Exercise objective: Scan the records below for the line containing "use std::path::Path;" and the line containing "#[derive(Debug, Clone, Default)]". Copy both, plus every line between, exactly.

Dataset entries

- - - - -

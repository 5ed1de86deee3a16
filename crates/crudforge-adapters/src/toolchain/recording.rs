//! Recording toolchain adapter for testing.
//!
//! Records every executed step and treats it as satisfied afterwards, which
//! is exactly the convergence contract the cargo adapter provides on disk.

use std::path::Path;
use std::sync::{Arc, Mutex};

use crudforge_core::{
    application::{ToolchainStep, ports::Toolchain},
    error::ForgeResult,
};

/// Test toolchain that records instead of spawning processes.
#[derive(Debug, Clone, Default)]
pub struct RecordingToolchain {
    inner: Arc<Mutex<Vec<String>>>,
}

impl RecordingToolchain {
    pub fn new() -> Self {
        Self::default()
    }

    /// Every step executed so far, in order.
    pub fn runs(&self) -> Vec<String> {
        self.inner.lock().unwrap().clone()
    }
}

impl Toolchain for RecordingToolchain {
    fn is_satisfied(&self, step: &ToolchainStep, _root: &Path) -> bool {
        self.inner.lock().unwrap().contains(&step.to_string())
    }

    fn run(&self, step: &ToolchainStep, _root: &Path) -> ForgeResult<()> {
        self.inner.lock().unwrap().push(step.to_string());
        Ok(())
    }
}
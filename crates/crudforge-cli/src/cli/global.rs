//! Global arguments that apply to every subcommand.
//!
//! Declared here and flattened into [`super::Cli`] so that `-v`, `-q`, etc.
//! are available on any invocation without repetition

use clap::Args;
use std::path::PathBuf;

/// Global arguments for all commands.
#[derive(Debug, Clone, Args)]
pub struct GlobalArgs {
    /// Increase logging verbosity.
    ///
    /// Pass once for INFO (`-v`), twice for DEBUG (`-vv`), three times for
    /// TRACE (`-vvv`).  Conflicts with `--quiet`.
    #[arg(
        short = 'v',
        long = "verbose",
        action = clap::ArgAction::Count,
        global = true,
        help = "Increase verbosity (-v, -vv, -vvv)",
        long_help = "Increase logging verbosity:
    (none)  - Only errors
    -v      - Info level (progress messages)
    -vv     - Debug level (detailed diagnostics)
    -vvv    - Trace level (very verbose)"
    )]
    pub verbose: u8,

    /// Suppress all non-error output.
    #[arg(
        short = 'q',
        long = "quiet",
        global = true,
        conflicts_with = "verbose",
        help = "Suppress non-error output"
    )]
    pub quiet: bool,

    /// Disable ANSI colour codes.
    ///
    /// Automatically honoured when `NO_COLOR` is set in the environment
    /// (see <https://no-color.org>).
    #[arg(
        long = "no-color",
        global = true,
        env = "NO_COLOR",
        help = "Disable colored output"
    )]
    pub no_color: bool,

    /// Configuration file path.
    #[arg(
        short = 'c',
        long = "config",
        global = true,
        value_name = "FILE",
        help = "Configuration file path"
    )]
    pub config: Option<PathBuf>,

    /// Machine-readable output format.
    #[arg(
        long = "output-format",
        global = true,
        value_enum,
        default_value = "auto",
        help = "Output format"
    )]
    pub output_format: OutputFormat,
}

/// How the CLI should render its output.
#[derive(Debug, Clone, Copy, Default, PartialEq, Eq, clap::ValueEnum)]
pub enum OutputFormat {
    /// Auto-detect based on terminal.
    #[default]
    Auto,
    /// Human-readable with colors.
    Human,
    /// Plain text without colors.
    Plain,
    /// JSON output.
    Json,
}
//! Infrastructure adapters for Crudforge.
//!
//! This crate implements the ports defined in
//! `crudforge_core::application::ports`. It contains all external
//! dependencies and I/O operations.

pub mod clock;
pub mod filesystem;
pub mod store;
pub mod toolchain;

// Re-export commonly used adapters
pub use clock::{FixedClock, SystemClock};
pub use filesystem::{LocalFilesystem, MemoryFilesystem};
pub use store::MemoryRecordStore;
pub use toolchain::{CargoToolchain, RecordingToolchain};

- - - - -

Answer area:
use std::path::Path;
use std::sync::{Arc, Mutex};

use crudforge_core::{
    application::{ToolchainStep, ports::Toolchain},
    error::ForgeResult,
};

/// Test toolchain that records instead of spawning processes.
#[derive(Debug, Clone, Default)]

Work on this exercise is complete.